Di sisi lain, tim hukum itu, juga mengajukan permohonan kepada hakim praperadilan untuk memerintahkan termohon, menghadirkan para 12 saksi fakta dan 4 saksi ahli, dimana lima diantaranya ditahan di Rutan Polda Sulut yakni AGK, JFK, SK dan FK, serta Ketua Sinode GMIM yakni HA.
Sedangkan lainnya adalah mantan gubernur, mantan Wagub Steven Kandouw, anggota DPR-RI Rio Dondokambey, Ketua KPU Sulut Kenly Poluan, Sekum GMIM Pdt Evert Tangel, Kapolda Sulut, Kepala perwakilan BPK Agus Mulyo dan Kepala perwakilan BPKP Sulut.
Usai persidangan, Paparang, didampingi Hanafi Saleh dan Zemi Leihitu, serta empat advokad muda lainnya menegaskan bahwa mereka bermohon dan mengimbau kapolda hadir sebagai kontrol horizontal dan anak buah dalam proses penyidikan, maka diminta dalam proses persidangan, demi penegakan hukum (equity before the law) keadilan. Sebab tidak sedang bermusuhan atau memusuhi termohon, tetapi hanya mengajak adu argumen hukum dalam sidang, sebagai fungsi kontrol untuk membuktikan dalil masing-masing.
"Kalau ditanya apakah kami takut, kami tidak pernah takut, sudah puluhan tahun sebagai advokat, tidak pernah kenal takut, karena bukan permusuhan. Ini hanya penegakan hukum, bahwa semua sama di mata hukum," tegas Paparang.
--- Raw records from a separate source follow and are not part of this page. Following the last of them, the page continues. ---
//! Process-wide memo of compiled patterns keyed by `(language, source)`.

use std::collections::HashMap;
use std::sync::atomic::{AtomicUsize, Ordering};
use std::sync::{Arc, OnceLock, RwLock};

use parsers::Language;
use tracing::debug;

use crate::compile::{compile_pattern, ParseError, PatternTree};

#[derive(Debug, Clone, Copy, PartialEq, Eq, Default)]
pub struct CacheStats {
    pub hits: usize,
    pub misses: usize,
    pub entries: usize,
}

/// Only successful compilations are memoized; a failing pattern is
/// recompiled (and fails again) on every request.
#[derive(Default)]
pub struct PatternCache {
    entries: RwLock<HashMap<(Language, String), Arc<PatternTree>>>,
    hits: AtomicUsize,
    misses: AtomicUsize,
}

static GLOBAL: OnceLock<PatternCache> = OnceLock::new();

impl PatternCache {
    pub fn new() -> Self {
        Self::default()
    }

    pub fn global() -> &'static PatternCache {
        GLOBAL.get_or_init(PatternCache::new)
    }

    pub fn get_or_compile(
        &self,
        language: Language,
        source: &str,
    ) -> Result<Arc<PatternTree>, ParseError> {
        let key = (language, source.to_string());
        {
            let map = self.entries.read().unwrap_or_else(|e| e.into_inner());
            if let Some(hit) = map.get(&key) {
                self.hits.fetch_add(1, Ordering::Relaxed);
                return Ok(Arc::clone(hit));
            }
        }
        self.misses.fetch_add(1, Ordering::Relaxed);
        let compiled = Arc::new(compile_pattern(language, source)?);
        debug!(language = %language, "Pattern cache miss");
        let mut map = self.entries.write().unwrap_or_else(|e| e.into_inner());
        let entry = map.entry(key).or_insert(compiled);
        Ok(Arc::clone(entry))
    }

    pub fn stats(&self) -> CacheStats {
        let entries = self
            .entries
            .read()
            .map(|m| m.len())
            .unwrap_or_else(|e| e.into_inner().len());
        CacheStats {
            hits: self.hits.load(Ordering::Relaxed),
            misses: self.misses.load(Ordering::Relaxed),
            entries,
        }
    }

    pub fn clear(&self) {
        self.entries
            .write()
            .unwrap_or_else(|e| e.into_inner())
            .clear();
    }
}
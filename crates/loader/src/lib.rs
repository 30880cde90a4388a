//! Loads structural-pattern rules from YAML and compiles them into
//! formulas over per-language pattern trees.

use anyhow::Context;
use std::collections::HashSet;
use std::fs;
use std::path::Path;
use tracing::{debug, info};

mod schema;
mod walk;

pub use schema::compiled::{CompiledRule, PatternSet, RuleDiagnostic, RuleSet, Severity};
pub use schema::yaml::YamlRule;
pub use walk::{has_extension, visit};

const RULE_EXTENSIONS: &[&str] = &["yaml", "yml"];

/// Loads a rule file, or every `.yaml`/`.yml` file below a directory.
///
/// Patterns that fail to compile for a language are reported in
/// [`RuleSet::diagnostics`]; duplicate ids, malformed documents and
/// invalid regexes abort loading.
///
/// # Example
/// ```no_run
/// use loader::load_rules;
/// let rules = load_rules(std::path::Path::new("rules")).unwrap();
/// assert!(!rules.rules.is_empty());
/// ```
pub fn load_rules(path: &Path) -> anyhow::Result<RuleSet> {
    let mut rs = RuleSet::default();
    let mut seen_ids: HashSet<String> = HashSet::new();
    let excl = |p: &Path| {
        p.file_name()
            .and_then(|name| name.to_str())
            .map(|name| name == ".git")
            .unwrap_or(false)
    };
    let is_file = path.is_file();
    visit(path, &excl, &mut |file| {
        if !is_file && !has_extension(file, RULE_EXTENSIONS) {
            debug!(file = %file.display(), "Skipping non-rule file");
            return Ok(());
        }
        debug!(file = %file.display(), "Parsing YAML rule");
        let data = fs::read_to_string(file)
            .with_context(|| format!("Failed to read rule file: {}", file.display()))?;
        let source = relative_name(file, path);
        schema::yaml::load_document(&mut rs, &mut seen_ids, &data, Some(&source))
            .with_context(|| format!("Failed to parse rule file: {}", file.display()))
    })?;
    info!(
        rules = rs.rules.len(),
        diagnostics = rs.diagnostics.len(),
        "Rules loaded"
    );
    Ok(rs)
}

/// Loads rules from an in-memory YAML document. `source` names the
/// document in diagnostics.
pub fn load_rules_str(yaml: &str, source: Option<&str>) -> anyhow::Result<RuleSet> {
    let mut rs = RuleSet::default();
    let mut seen_ids = HashSet::new();
    schema::yaml::load_document(&mut rs, &mut seen_ids, yaml, source)?;
    Ok(rs)
}

/// Merges several rule sets, rejecting ids defined more than once.
pub fn merge(sets: Vec<RuleSet>) -> anyhow::Result<RuleSet> {
    let mut out = RuleSet::default();
    let mut seen = HashSet::new();
    for set in sets {
        if let Some(dup) = set.rules.iter().find(|r| !seen.insert(r.id.clone())) {
            anyhow::bail!("duplicate rule id: {}", dup.id);
        }
        out.extend(set);
    }
    Ok(out)
}

fn relative_name(file: &Path, base: &Path) -> String {
    file.strip_prefix(base)
        .ok()
        .filter(|p| !p.as_os_str().is_empty())
        .unwrap_or(file)
        .to_string_lossy()
        .into_owned()
}
use anyhow::{Context, Result};
use colored::*;
use loader::{has_extension, visit, RuleDiagnostic, RuleSet, Severity};
use std::collections::HashMap;
use std::path::{Path, PathBuf};
use std::process::ExitCode;

use crate::{init_logging, EXIT_FINDINGS};

#[derive(Debug, Clone)]
struct RuleError {
    file_path: String,
    error_message: String,
}

/// Outcome of loading every rule file on its own.
#[derive(Debug, Default)]
pub struct Verification {
    pub files: Vec<PathBuf>,
    pub rules: RuleSet,
    errors: Vec<RuleError>,
    duplicate_rules: HashMap<String, Vec<String>>,
}

impl Verification {
    pub fn diagnostics(&self) -> &[RuleDiagnostic] {
        &self.rules.diagnostics
    }

    pub fn has_errors(&self) -> bool {
        !self.errors.is_empty() || !self.duplicate_rules.is_empty()
    }

    fn print_errors(&self, full: bool) {
        if !self.errors.is_empty() {
            println!();
            println!("{}", "Errors found:".bright_red().bold());
            for (i, error) in self.errors.iter().enumerate() {
                if full || i < 10 {
                    println!(
                        "  {} {}: {}",
                        "•".bright_red(),
                        error.file_path.bright_white(),
                        error.error_message.bright_red()
                    );
                } else {
                    println!(
                        "  {} {} more errors...",
                        "•".bright_red(),
                        (self.errors.len() - 10).to_string().bright_yellow()
                    );
                    break;
                }
            }
        }
        if !self.duplicate_rules.is_empty() {
            println!();
            println!("{}", "Duplicate rule IDs found:".bright_red().bold());
            let mut ids: Vec<_> = self.duplicate_rules.iter().collect();
            ids.sort();
            for (rule_id, files) in ids {
                println!(
                    "  {} Rule ID '{}' found in:",
                    "•".bright_red(),
                    rule_id.bright_white().bold()
                );
                for file in files {
                    println!("    - {}", file.bright_cyan());
                }
            }
        }
    }
}

/// Loads rule files one by one so that a broken file does not hide the
/// problems of the others. Ids defined in more than one file are
/// reported together with every defining file.
pub fn collect_rules(path: &Path) -> Result<Verification> {
    let mut v = Verification::default();
    let is_file = path.is_file();
    let excl = |p: &Path| p.ends_with(".git");
    visit(path, &excl, &mut |file: &Path| {
        if is_file || has_extension(file, &["yaml", "yml"]) {
            v.files.push(file.to_path_buf());
        }
        Ok(())
    })
    .with_context(|| format!("failed to read {}", path.display()))?;

    let mut owners: HashMap<String, Vec<String>> = HashMap::new();
    for file in &v.files {
        let name = file.display().to_string();
        match loader::load_rules(file) {
            Ok(set) => {
                for rule in &set.rules {
                    owners.entry(rule.id.clone()).or_default().push(name.clone());
                }
                v.rules.rules.extend(set.rules);
                v.rules.diagnostics.extend(set.diagnostics);
            }
            Err(err) => v.errors.push(RuleError {
                file_path: name,
                error_message: format!("{err:#}"),
            }),
        }
    }
    v.duplicate_rules = owners.into_iter().filter(|(_, f)| f.len() > 1).collect();
    let duplicates = &v.duplicate_rules;
    v.rules.rules.retain(|r| !duplicates.contains_key(&r.id));
    Ok(v)
}

fn severity_label(severity: Severity) -> ColoredString {
    let label = severity.to_string().to_lowercase();
    match severity {
        Severity::Critical | Severity::Error => label.bright_red(),
        Severity::High => label.bright_magenta(),
        Severity::Medium => label.bright_yellow(),
        Severity::Low => label.bright_blue(),
        Severity::Info => label.bright_cyan(),
    }
}

/// Prints what loaded, what failed and which patterns were skipped.
/// Exits with status 1 when anything needs attention.
pub fn verify_rules(path: &Path, full: bool) -> Result<ExitCode> {
    init_logging(false, true);
    println!("{}", "Verifying rules...".bright_blue().bold());
    println!("Path: {}", path.display().to_string().bright_white());
    let v = collect_rules(path)?;

    if !v.files.is_empty() {
        println!();
        println!("{}", "Rule files found:".bright_cyan().bold());
        for (i, file) in v.files.iter().enumerate() {
            if full || i < 5 {
                println!("  {} {}", "•".bright_white(), file.display());
            } else {
                println!(
                    "  {} {} more files...",
                    "•".bright_white(),
                    (v.files.len() - 5).to_string().bright_yellow()
                );
                break;
            }
        }
    }

    if v.has_errors() {
        v.print_errors(full);
    }

    if !v.diagnostics().is_empty() {
        println!();
        println!("{}", "Patterns skipped:".bright_yellow().bold());
        for d in v.diagnostics() {
            println!("  {} {}", "•".bright_yellow(), d);
        }
    }

    let rule_count = v.rules.len();
    if rule_count > 0 {
        println!();
        println!("{}", "Rules loaded:".bright_cyan().bold());
        for (i, rule) in v.rules.rules.iter().enumerate() {
            if full || i < 5 {
                let languages: Vec<&str> = rule.patterns.keys().map(|l| l.as_str()).collect();
                println!(
                    "  {} {} ({}) [{}]",
                    "•".bright_white(),
                    rule.id.bright_white().bold(),
                    severity_label(rule.severity),
                    languages.join(", ")
                );
                if full {
                    println!("      {}", rule.formula);
                }
            } else {
                println!(
                    "  {} {} more rules...",
                    "•".bright_white(),
                    (rule_count - 5).to_string().bright_yellow()
                );
                break;
            }
        }
    }

    println!();
    println!("{}", "Statistics:".bright_cyan().bold());
    println!("  Rule files: {}", v.files.len().to_string().bright_yellow());
    println!("  Rules loaded: {}", rule_count.to_string().bright_yellow());
    println!(
        "  Patterns skipped: {}",
        v.diagnostics().len().to_string().bright_yellow()
    );

    if v.has_errors() || !v.diagnostics().is_empty() {
        println!();
        println!("{}", "Issues found during rule loading".bright_yellow().bold());
        Ok(ExitCode::from(EXIT_FINDINGS))
    } else {
        println!();
        println!("{}", "Rules loaded successfully".bright_green().bold());
        Ok(ExitCode::SUCCESS)
    }
}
Sedangkan Zemi Leihitu, kepada media mengatakan, bahwa berkas yang diserahkan kepada Kejaksaan itu masih P19 atau dikembalikan kepada polisi, artinya belum lengkap.
Sedangkan pihak termohon dari Polda Sulut, yang diwakili kuasa hukumnya, menyatakan akan memberikan tanggapan terhadap semua permohonan yang diajukan oleh pemohon, termasuk akan berkoordinasi dengan atasan mengenai permohonan untuk menghadirkan para saksi.
Sidang praperadilan tersebut berjalan tenang, meskipun ruangan sidang harus diganti sampai tiga kali, karena massa yang membludak, ingin menyaksikan jalannya persidangan yang melibatkan pejabat publik yang tenar di Sulawesi Utara itu.